_Information given:_
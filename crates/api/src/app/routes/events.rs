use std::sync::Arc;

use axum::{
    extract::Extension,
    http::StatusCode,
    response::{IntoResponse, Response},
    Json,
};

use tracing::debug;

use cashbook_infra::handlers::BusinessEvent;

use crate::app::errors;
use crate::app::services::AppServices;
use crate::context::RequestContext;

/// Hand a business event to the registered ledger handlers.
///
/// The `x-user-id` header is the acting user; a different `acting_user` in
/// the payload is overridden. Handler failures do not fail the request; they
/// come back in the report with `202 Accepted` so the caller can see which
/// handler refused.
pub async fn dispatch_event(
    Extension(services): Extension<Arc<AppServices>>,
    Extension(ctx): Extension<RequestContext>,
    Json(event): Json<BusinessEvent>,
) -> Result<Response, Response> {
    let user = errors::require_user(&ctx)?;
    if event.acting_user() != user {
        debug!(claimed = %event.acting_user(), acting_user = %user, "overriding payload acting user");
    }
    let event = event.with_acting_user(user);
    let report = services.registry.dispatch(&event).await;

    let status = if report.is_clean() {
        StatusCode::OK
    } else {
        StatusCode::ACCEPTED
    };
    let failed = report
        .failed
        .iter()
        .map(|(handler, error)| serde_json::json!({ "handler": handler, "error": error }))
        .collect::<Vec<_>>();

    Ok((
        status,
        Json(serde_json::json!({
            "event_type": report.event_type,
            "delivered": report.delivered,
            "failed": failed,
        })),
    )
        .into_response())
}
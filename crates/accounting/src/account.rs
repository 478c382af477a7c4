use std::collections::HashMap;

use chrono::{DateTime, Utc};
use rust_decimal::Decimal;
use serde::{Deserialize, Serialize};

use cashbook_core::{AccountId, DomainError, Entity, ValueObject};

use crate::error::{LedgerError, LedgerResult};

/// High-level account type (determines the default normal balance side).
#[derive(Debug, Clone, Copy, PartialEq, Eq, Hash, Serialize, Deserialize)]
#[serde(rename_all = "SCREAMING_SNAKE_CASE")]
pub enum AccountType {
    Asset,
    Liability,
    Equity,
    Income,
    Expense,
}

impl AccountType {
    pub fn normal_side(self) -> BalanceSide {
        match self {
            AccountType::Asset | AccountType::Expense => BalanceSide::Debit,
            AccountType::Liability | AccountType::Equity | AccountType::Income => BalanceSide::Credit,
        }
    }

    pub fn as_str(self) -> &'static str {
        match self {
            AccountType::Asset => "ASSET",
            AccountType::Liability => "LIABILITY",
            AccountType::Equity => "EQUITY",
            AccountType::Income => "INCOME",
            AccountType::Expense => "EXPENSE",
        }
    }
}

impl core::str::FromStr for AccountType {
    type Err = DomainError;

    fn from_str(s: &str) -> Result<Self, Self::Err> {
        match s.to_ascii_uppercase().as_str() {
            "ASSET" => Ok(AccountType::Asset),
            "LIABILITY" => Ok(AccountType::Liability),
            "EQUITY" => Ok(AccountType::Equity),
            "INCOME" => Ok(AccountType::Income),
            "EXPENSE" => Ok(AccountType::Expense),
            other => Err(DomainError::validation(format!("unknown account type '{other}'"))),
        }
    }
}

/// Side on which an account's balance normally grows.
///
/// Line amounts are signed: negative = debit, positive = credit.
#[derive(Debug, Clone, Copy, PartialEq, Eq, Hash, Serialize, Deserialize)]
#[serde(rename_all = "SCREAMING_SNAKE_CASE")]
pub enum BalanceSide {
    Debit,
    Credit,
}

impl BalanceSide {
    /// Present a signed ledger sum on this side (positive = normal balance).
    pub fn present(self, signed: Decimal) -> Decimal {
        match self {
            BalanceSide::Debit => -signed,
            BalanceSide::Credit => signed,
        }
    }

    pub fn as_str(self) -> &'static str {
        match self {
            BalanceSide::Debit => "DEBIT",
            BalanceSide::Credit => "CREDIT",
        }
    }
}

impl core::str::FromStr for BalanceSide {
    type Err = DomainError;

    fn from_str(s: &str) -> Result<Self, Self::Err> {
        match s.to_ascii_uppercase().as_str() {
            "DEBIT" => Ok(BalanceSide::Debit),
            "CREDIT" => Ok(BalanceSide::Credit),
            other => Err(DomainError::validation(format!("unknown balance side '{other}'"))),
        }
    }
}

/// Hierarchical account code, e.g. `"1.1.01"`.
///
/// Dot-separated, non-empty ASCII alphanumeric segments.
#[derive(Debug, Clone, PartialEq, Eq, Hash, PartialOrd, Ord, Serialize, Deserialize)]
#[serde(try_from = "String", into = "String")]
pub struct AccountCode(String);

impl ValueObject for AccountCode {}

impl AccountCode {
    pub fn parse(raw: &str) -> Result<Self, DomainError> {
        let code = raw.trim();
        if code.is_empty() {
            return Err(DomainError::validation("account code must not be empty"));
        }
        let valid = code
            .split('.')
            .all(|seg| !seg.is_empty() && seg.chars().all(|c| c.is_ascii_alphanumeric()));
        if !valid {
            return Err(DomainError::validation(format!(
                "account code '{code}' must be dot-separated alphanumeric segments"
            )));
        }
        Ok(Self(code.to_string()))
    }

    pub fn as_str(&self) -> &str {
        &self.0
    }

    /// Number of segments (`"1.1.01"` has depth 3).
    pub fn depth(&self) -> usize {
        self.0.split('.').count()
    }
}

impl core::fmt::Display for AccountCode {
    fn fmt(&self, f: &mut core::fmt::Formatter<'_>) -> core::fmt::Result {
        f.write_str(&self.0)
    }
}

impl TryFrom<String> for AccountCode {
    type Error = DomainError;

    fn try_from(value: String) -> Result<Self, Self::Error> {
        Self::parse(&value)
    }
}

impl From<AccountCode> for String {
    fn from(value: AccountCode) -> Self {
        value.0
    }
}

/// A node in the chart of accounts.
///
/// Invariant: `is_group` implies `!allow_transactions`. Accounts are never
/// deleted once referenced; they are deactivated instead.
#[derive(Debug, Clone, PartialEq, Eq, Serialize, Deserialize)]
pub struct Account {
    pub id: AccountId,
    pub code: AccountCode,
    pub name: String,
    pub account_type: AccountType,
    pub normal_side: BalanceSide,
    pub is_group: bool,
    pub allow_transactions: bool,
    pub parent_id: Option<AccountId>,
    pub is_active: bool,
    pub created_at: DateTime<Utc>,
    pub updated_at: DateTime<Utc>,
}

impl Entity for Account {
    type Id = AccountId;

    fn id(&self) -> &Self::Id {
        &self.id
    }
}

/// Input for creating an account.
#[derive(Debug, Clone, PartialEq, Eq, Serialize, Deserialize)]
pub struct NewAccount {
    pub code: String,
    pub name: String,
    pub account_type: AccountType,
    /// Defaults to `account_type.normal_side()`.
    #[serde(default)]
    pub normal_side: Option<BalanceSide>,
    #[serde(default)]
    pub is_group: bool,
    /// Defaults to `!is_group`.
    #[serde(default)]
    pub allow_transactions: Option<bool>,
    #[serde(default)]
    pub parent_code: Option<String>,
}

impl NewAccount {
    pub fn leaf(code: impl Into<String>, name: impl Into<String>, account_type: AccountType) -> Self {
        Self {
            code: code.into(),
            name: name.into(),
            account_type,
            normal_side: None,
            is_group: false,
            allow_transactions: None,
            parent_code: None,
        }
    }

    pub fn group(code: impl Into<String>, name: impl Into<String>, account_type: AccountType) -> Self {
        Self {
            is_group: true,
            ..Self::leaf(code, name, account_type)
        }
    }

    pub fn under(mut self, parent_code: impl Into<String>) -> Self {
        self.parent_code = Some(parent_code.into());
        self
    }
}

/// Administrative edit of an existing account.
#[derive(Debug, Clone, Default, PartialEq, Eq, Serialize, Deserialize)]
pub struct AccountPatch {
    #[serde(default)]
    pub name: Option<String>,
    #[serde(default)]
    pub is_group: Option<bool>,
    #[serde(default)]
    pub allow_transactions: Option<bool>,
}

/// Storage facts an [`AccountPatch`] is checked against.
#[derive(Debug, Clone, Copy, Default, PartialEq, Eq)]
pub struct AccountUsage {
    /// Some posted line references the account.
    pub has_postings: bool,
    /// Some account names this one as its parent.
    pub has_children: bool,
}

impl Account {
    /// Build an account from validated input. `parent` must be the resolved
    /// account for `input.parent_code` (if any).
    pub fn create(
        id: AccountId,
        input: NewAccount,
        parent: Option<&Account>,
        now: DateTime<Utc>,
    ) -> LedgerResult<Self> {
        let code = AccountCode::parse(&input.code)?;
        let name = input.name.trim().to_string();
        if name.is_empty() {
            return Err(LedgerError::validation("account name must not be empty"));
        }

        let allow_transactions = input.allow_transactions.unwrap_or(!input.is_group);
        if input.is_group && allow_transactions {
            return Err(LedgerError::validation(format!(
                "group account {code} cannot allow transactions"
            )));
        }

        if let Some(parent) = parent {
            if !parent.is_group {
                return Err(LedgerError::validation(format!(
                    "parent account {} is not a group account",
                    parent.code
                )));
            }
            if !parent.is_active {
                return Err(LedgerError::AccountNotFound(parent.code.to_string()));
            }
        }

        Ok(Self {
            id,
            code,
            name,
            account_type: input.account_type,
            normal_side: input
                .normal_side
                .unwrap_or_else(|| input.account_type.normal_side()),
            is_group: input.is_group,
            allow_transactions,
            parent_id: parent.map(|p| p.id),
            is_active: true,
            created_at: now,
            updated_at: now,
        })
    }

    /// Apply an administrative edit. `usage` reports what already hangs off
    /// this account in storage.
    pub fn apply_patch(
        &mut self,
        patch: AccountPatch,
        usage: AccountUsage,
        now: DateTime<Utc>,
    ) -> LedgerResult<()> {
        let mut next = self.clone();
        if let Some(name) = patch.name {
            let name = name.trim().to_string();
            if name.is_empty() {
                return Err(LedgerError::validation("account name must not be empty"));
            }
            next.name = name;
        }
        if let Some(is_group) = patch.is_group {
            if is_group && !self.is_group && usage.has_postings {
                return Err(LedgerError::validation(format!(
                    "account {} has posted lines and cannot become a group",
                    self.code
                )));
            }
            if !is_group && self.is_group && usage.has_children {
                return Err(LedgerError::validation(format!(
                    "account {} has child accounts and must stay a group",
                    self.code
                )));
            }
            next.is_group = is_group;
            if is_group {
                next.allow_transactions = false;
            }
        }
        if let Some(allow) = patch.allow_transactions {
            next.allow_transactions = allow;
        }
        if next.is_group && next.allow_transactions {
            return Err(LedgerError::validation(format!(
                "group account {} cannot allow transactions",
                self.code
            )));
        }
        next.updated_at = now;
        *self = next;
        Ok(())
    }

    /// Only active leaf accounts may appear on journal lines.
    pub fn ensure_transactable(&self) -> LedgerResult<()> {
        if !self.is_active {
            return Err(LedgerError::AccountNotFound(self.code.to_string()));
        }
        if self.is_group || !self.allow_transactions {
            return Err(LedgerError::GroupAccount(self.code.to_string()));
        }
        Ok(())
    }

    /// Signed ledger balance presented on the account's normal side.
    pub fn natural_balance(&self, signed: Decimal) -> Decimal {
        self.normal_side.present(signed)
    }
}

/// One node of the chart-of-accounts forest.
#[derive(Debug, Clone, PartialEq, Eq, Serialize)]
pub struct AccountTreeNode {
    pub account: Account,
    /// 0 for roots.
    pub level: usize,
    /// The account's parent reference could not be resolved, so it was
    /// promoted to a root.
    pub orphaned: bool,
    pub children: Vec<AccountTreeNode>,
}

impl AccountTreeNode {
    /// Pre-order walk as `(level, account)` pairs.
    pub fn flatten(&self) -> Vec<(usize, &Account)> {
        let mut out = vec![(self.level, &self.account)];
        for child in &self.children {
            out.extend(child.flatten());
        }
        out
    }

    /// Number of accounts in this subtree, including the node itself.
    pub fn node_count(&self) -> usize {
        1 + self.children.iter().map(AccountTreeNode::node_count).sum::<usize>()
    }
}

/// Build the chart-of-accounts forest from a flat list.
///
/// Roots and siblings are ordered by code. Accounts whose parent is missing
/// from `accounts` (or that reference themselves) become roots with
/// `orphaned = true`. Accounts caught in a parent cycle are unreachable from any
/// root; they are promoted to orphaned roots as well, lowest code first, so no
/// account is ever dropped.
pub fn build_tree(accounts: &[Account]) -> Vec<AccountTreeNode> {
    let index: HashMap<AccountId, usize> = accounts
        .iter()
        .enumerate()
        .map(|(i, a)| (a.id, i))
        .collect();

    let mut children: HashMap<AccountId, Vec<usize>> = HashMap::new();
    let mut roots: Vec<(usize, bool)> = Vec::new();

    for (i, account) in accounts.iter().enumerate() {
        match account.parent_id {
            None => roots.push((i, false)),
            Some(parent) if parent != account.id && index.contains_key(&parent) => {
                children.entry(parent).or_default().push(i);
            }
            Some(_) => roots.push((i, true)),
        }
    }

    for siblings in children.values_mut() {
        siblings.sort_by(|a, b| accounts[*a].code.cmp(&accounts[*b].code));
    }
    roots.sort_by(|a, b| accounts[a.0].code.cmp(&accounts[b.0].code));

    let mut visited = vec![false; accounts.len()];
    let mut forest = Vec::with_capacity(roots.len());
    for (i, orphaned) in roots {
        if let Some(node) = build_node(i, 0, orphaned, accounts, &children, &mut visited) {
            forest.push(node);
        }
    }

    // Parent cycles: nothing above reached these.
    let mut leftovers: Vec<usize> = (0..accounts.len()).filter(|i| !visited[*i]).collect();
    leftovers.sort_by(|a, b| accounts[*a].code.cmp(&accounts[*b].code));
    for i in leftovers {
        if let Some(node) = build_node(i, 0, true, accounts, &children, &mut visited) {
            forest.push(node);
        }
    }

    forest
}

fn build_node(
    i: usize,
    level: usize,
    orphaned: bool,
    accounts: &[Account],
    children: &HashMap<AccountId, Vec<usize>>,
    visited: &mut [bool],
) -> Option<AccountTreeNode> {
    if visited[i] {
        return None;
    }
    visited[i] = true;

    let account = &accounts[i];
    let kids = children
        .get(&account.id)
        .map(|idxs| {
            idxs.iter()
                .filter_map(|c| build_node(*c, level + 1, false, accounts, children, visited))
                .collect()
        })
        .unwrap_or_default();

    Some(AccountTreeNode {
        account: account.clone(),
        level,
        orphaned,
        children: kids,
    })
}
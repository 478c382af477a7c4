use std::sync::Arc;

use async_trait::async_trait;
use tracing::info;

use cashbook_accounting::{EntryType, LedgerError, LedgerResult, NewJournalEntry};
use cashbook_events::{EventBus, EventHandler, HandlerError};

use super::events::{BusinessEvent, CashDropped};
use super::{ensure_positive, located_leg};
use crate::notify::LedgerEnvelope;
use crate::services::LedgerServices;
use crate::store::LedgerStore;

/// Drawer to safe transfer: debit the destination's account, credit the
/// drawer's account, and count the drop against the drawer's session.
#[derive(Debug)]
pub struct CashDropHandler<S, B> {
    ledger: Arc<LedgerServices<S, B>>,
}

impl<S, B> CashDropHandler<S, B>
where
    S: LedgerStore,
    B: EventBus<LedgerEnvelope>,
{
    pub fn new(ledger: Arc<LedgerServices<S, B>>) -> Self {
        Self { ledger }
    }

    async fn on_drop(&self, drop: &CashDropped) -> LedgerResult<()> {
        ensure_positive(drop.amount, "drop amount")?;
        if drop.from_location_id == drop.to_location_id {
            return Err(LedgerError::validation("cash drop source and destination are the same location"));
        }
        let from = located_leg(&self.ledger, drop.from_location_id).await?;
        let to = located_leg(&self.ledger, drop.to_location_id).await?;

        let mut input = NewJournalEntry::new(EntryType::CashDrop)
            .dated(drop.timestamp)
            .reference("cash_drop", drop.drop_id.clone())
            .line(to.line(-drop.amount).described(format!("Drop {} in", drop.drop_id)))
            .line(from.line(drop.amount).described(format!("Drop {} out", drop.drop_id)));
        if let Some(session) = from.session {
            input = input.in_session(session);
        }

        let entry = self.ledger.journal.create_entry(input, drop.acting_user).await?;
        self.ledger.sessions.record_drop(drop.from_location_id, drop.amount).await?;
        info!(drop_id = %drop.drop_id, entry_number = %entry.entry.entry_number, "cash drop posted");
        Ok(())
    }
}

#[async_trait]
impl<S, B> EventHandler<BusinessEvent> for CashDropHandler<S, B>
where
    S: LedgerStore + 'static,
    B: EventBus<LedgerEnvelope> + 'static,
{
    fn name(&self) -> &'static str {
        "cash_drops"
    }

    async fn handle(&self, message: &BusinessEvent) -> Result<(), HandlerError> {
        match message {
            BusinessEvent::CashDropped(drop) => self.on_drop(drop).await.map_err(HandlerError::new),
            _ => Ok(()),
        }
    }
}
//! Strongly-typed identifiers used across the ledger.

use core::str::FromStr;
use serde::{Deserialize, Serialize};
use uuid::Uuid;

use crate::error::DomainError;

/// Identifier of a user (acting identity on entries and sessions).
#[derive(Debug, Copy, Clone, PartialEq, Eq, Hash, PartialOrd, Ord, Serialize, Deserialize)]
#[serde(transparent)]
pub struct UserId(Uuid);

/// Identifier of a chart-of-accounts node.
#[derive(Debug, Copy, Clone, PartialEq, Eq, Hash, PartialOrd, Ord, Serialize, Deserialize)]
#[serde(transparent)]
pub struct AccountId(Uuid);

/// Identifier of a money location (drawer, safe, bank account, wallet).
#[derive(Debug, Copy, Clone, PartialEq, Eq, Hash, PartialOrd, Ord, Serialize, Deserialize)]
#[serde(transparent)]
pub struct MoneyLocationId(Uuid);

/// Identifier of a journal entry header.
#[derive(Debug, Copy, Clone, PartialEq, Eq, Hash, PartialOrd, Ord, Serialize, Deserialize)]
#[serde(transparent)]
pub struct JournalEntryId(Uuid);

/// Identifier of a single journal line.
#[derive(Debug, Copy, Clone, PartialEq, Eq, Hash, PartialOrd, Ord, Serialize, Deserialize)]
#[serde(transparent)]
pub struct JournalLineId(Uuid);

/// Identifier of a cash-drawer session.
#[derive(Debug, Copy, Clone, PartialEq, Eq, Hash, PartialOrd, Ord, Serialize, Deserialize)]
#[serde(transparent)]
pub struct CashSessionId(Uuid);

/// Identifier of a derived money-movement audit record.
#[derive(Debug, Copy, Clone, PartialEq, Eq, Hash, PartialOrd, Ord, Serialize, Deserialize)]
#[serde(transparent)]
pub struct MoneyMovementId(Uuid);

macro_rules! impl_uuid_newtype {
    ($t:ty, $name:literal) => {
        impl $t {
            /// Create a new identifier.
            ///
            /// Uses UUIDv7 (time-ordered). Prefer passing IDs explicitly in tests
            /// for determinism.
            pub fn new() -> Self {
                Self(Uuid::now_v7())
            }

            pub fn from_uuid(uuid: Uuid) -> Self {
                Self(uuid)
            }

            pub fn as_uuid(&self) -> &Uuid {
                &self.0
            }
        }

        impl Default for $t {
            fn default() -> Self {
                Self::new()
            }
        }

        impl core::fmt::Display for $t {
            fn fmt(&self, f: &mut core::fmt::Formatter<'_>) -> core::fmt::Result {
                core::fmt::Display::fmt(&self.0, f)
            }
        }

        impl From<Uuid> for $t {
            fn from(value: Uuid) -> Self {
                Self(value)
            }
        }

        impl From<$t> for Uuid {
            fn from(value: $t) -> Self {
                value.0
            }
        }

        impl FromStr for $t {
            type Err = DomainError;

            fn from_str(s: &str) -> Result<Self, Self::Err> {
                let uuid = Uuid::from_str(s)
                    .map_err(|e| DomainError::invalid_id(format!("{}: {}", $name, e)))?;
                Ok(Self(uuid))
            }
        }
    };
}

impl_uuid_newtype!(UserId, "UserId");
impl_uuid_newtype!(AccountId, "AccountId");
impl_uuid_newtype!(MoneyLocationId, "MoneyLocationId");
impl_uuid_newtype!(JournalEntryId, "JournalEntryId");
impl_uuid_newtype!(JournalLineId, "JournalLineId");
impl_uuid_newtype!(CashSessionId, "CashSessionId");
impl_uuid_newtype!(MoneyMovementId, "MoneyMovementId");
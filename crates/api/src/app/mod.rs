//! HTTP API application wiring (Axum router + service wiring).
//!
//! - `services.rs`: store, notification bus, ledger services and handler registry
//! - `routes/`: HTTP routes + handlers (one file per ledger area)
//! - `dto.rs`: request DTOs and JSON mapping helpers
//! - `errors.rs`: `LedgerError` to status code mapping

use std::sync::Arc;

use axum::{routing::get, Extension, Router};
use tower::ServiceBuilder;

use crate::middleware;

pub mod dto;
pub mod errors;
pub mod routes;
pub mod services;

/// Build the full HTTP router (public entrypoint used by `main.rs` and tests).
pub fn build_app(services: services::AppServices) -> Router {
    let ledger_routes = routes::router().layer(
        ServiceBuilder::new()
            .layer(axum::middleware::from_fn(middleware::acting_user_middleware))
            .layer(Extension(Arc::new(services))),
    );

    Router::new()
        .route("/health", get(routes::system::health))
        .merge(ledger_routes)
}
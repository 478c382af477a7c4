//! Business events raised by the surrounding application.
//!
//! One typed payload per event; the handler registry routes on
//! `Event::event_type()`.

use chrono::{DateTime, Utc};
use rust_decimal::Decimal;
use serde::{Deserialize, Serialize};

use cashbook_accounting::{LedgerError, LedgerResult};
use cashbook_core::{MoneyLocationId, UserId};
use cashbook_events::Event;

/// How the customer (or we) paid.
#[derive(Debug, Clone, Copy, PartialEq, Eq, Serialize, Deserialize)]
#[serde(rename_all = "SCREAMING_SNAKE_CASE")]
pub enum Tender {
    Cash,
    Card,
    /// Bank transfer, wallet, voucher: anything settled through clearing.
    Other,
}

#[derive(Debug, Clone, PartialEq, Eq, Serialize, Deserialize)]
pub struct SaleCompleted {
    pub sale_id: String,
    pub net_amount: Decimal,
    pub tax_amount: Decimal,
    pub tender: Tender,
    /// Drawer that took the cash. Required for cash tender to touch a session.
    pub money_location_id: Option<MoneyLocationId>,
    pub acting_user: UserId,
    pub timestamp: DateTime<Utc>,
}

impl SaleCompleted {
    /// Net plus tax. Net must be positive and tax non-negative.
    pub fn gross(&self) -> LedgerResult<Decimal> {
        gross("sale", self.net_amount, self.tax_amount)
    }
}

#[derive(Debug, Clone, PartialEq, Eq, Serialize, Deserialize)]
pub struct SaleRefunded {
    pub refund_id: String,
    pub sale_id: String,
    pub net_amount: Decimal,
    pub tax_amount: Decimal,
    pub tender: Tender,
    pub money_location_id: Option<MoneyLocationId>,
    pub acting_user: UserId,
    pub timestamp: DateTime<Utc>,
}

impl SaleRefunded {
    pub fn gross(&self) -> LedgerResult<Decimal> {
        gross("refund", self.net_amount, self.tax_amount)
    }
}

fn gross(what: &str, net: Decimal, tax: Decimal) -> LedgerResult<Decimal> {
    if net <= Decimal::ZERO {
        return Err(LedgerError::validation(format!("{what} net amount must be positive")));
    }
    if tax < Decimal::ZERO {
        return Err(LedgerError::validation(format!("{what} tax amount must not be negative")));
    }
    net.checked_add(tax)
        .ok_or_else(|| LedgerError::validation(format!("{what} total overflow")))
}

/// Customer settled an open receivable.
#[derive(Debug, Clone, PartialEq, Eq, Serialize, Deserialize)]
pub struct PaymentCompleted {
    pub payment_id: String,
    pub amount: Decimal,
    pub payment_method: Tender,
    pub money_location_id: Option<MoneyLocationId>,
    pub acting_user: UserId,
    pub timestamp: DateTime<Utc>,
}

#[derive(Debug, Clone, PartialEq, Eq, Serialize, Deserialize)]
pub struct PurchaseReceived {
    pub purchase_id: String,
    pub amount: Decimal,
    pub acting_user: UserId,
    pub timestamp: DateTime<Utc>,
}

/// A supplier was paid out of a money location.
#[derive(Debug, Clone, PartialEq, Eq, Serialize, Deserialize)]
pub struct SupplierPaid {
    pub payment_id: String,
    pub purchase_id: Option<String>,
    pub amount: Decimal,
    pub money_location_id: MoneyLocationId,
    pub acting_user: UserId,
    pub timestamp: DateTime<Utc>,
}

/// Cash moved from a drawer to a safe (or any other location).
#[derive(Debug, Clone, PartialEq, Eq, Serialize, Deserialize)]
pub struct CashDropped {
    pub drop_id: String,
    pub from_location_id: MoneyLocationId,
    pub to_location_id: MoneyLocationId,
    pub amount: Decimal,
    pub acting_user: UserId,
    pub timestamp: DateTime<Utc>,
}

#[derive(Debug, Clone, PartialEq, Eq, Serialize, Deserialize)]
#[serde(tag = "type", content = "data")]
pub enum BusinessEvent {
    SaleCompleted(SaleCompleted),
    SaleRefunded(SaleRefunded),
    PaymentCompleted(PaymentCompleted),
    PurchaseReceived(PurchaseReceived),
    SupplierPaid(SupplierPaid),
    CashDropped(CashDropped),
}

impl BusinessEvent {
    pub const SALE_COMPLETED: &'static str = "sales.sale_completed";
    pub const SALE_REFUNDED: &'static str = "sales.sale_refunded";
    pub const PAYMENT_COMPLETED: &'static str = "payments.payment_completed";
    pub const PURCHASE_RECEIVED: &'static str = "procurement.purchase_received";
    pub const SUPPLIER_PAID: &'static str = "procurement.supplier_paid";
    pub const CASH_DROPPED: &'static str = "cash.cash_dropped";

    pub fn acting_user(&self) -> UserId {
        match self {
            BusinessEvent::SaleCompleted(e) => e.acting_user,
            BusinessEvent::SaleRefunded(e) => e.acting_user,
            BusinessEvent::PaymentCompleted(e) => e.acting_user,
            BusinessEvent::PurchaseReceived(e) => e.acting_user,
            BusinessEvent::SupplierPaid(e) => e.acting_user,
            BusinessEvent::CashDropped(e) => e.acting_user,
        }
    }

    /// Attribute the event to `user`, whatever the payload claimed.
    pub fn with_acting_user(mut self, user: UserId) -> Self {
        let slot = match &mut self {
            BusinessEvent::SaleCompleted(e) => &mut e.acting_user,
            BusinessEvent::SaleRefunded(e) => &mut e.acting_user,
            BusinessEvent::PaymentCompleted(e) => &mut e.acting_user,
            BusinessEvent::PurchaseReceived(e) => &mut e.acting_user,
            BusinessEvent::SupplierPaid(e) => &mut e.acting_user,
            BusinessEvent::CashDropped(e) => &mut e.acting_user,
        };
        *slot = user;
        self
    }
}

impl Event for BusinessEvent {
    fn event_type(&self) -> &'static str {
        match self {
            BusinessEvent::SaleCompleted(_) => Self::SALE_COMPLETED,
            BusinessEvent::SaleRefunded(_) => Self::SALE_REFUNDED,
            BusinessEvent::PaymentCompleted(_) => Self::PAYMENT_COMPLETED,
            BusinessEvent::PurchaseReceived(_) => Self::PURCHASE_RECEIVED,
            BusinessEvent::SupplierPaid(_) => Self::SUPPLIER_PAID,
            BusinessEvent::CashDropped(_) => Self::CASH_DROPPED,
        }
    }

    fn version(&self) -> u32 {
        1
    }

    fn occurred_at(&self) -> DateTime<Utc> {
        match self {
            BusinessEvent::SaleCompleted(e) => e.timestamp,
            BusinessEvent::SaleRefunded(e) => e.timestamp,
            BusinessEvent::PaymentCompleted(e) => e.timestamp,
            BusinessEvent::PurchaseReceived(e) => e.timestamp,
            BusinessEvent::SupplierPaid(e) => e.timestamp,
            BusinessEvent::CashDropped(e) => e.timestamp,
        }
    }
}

_Required action:_ In the records shown above, how many lines include the word "separated"? Answer with the number only.

_Response to the exercise:_ 2